[Stored items]
* * *
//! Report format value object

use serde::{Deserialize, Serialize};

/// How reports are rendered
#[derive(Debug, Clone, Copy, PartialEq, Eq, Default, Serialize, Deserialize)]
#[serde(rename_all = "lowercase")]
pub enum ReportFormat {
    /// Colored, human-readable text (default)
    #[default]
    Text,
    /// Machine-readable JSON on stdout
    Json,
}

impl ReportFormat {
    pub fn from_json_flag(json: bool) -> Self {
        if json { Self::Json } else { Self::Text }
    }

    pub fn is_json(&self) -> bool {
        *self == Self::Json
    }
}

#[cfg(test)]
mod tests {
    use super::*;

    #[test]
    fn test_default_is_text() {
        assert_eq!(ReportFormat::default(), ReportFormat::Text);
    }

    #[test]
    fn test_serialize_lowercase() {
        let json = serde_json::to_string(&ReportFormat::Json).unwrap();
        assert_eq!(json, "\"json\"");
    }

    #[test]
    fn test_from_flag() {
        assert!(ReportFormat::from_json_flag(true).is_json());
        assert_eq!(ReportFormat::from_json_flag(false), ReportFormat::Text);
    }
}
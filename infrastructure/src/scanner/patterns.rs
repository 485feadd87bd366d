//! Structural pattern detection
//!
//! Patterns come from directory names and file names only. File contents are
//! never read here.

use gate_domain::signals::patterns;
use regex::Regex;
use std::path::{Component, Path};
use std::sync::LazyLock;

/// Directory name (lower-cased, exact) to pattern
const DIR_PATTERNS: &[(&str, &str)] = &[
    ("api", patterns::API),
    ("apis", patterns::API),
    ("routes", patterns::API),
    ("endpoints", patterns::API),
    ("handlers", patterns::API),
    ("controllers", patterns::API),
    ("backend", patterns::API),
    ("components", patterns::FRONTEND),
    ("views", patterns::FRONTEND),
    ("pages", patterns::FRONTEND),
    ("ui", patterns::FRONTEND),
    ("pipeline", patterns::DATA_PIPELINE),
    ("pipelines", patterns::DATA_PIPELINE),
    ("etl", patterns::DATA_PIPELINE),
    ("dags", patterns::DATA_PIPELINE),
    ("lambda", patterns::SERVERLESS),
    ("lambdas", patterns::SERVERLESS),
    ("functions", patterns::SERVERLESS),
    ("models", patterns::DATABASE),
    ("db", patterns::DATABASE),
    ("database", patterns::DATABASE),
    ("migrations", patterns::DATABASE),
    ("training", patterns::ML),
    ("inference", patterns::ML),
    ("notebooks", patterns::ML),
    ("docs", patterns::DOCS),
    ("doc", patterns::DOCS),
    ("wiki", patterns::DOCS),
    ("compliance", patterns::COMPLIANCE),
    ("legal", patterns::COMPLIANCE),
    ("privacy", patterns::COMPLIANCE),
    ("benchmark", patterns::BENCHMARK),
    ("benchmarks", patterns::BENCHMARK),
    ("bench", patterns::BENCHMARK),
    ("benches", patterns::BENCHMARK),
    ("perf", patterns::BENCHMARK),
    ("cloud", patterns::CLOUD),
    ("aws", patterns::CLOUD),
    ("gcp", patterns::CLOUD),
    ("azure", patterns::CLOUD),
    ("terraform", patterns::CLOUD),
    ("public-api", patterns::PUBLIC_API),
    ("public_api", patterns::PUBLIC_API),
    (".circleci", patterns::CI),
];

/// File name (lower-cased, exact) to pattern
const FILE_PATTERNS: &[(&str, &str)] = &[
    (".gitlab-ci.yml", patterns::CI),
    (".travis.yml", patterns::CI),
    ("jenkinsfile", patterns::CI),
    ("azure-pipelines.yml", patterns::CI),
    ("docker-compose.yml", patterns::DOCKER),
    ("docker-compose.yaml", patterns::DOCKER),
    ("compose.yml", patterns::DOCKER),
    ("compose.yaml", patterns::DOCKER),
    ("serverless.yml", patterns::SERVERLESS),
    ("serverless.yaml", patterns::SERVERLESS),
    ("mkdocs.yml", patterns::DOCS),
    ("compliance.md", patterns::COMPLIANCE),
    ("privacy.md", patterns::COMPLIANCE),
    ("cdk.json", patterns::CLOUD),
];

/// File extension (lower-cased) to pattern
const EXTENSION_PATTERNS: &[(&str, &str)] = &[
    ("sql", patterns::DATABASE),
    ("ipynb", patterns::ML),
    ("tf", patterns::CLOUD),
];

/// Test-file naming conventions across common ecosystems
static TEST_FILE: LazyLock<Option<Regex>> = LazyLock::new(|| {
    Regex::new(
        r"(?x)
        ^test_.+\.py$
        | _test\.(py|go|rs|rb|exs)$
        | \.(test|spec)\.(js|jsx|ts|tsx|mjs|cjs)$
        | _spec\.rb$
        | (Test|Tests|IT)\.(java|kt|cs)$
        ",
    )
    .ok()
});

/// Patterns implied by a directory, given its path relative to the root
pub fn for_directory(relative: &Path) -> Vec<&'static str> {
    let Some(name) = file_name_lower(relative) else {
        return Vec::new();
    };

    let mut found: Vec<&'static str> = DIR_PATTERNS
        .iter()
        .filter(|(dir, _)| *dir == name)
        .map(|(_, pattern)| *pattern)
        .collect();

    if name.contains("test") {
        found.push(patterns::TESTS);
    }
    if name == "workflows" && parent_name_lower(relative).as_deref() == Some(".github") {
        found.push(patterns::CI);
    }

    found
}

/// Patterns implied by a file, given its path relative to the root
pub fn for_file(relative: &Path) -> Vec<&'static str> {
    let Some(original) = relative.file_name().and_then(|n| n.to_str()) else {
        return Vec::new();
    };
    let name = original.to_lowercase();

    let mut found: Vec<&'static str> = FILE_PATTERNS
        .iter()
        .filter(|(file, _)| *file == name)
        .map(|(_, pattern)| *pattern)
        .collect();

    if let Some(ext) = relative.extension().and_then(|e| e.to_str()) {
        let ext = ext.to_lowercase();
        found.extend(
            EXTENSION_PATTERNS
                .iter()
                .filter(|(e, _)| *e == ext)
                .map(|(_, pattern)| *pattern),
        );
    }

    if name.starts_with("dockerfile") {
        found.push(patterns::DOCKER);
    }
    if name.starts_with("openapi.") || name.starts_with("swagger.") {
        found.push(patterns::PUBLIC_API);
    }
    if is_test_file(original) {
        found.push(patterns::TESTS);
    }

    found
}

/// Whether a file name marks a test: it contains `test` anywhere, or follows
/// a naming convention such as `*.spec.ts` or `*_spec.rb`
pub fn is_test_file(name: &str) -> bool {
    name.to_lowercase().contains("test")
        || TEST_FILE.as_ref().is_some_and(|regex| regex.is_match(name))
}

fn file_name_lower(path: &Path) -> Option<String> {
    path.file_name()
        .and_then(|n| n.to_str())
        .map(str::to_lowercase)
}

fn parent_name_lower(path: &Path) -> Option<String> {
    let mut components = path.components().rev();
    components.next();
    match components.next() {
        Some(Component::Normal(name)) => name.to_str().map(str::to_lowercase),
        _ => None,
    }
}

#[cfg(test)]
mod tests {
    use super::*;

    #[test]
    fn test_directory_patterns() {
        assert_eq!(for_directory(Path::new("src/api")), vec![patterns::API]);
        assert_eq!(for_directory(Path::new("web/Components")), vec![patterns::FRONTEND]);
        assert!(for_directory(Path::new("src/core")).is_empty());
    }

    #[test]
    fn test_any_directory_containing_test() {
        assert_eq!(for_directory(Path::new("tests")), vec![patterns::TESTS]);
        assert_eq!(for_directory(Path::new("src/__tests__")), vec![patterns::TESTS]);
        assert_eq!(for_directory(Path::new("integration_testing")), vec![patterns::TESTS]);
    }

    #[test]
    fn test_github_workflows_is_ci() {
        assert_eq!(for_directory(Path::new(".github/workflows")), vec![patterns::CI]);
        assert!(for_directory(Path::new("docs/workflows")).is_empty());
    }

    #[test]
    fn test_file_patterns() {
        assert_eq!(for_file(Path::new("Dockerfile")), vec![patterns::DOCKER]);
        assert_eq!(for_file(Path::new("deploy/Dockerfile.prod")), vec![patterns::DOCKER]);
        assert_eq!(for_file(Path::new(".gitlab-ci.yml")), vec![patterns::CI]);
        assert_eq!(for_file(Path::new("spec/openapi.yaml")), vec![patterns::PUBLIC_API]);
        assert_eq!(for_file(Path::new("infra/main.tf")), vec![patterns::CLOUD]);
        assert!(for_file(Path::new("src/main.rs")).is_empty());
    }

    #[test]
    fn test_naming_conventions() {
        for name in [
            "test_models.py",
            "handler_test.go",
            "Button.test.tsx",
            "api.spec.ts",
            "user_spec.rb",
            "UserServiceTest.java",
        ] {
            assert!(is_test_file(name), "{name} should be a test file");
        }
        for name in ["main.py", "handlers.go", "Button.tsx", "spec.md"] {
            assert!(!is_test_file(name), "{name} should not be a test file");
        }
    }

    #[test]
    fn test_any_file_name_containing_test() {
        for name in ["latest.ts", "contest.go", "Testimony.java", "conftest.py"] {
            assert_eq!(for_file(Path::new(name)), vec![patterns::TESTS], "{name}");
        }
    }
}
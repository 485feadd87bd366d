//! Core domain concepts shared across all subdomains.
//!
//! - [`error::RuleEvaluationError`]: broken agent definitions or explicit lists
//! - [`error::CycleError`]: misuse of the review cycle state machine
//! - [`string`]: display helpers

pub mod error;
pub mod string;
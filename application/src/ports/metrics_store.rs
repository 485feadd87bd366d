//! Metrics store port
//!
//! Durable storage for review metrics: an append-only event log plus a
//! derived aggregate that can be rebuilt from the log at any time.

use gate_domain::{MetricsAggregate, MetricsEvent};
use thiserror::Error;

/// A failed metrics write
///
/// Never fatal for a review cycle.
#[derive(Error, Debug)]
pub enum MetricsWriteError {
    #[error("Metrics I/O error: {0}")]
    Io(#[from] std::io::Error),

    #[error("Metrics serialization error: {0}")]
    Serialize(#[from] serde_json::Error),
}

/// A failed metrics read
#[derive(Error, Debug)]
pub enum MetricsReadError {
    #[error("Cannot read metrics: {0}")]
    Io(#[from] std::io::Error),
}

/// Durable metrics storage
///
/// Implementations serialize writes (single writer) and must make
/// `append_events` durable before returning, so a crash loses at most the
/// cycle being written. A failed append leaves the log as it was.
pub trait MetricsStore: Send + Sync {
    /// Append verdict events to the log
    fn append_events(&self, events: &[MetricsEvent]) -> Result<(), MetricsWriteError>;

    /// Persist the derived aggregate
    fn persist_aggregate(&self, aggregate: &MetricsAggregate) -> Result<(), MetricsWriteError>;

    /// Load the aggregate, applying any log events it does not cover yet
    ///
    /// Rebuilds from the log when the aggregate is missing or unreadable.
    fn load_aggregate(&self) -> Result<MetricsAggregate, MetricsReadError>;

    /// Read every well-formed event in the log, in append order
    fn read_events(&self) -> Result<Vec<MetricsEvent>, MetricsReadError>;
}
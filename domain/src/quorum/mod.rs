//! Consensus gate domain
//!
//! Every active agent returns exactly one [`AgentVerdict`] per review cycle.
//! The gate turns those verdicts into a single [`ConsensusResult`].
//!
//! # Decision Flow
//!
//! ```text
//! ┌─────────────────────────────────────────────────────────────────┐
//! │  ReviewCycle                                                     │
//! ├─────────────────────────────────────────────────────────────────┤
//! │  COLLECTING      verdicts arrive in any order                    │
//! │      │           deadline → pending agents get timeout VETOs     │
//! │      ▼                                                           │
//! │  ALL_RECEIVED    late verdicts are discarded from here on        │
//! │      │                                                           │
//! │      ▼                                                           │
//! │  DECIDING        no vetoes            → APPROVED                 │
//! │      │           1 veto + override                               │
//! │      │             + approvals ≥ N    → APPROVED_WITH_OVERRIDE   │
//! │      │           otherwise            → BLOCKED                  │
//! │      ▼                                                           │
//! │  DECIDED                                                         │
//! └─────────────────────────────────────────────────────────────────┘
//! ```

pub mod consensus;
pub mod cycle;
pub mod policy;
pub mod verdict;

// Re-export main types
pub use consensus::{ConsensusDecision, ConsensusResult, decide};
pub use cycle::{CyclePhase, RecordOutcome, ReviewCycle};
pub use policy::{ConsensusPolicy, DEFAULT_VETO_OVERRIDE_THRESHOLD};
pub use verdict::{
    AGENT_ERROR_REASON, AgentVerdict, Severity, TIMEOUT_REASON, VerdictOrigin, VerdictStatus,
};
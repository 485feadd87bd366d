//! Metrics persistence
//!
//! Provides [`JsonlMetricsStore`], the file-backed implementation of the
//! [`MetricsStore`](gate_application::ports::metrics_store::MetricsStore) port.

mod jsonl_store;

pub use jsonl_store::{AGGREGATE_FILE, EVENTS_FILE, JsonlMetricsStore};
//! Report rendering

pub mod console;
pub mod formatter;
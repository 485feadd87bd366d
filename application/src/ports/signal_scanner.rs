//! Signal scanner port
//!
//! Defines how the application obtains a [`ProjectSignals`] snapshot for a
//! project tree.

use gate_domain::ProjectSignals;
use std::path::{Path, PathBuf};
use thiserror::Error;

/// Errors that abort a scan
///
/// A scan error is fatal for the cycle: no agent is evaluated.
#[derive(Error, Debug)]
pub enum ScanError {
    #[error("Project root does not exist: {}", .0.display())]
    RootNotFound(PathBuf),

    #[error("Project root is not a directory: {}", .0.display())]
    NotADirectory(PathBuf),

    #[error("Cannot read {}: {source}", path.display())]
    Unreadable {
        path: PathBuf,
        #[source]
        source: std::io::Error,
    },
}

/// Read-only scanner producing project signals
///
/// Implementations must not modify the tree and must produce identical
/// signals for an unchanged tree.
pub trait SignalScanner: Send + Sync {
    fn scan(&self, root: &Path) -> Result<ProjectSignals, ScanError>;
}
* * *
EXERCISE AIM | Among the records above, a stretch begins at the line containing "static TEST_FILE: LazyLock<Option<Regex>>" and ends at the line containing "let Some(name) = file_name_lower(relative)". Restate that stretch word for word, and nothing else.

ANSWER BELOW |
static TEST_FILE: LazyLock<Option<Regex>> = LazyLock::new(|| {
    Regex::new(
        r"(?x)
        ^test_.+\.py$
        | _test\.(py|go|rs|rb|exs)$
        | \.(test|spec)\.(js|jsx|ts|tsx|mjs|cjs)$
        | _spec\.rb$
        | (Test|Tests|IT)\.(java|kt|cs)$
        ",
    )
    .ok()
});

/// Patterns implied by a directory, given its path relative to the root
pub fn for_directory(relative: &Path) -> Vec<&'static str> {
    let Some(name) = file_name_lower(relative) else {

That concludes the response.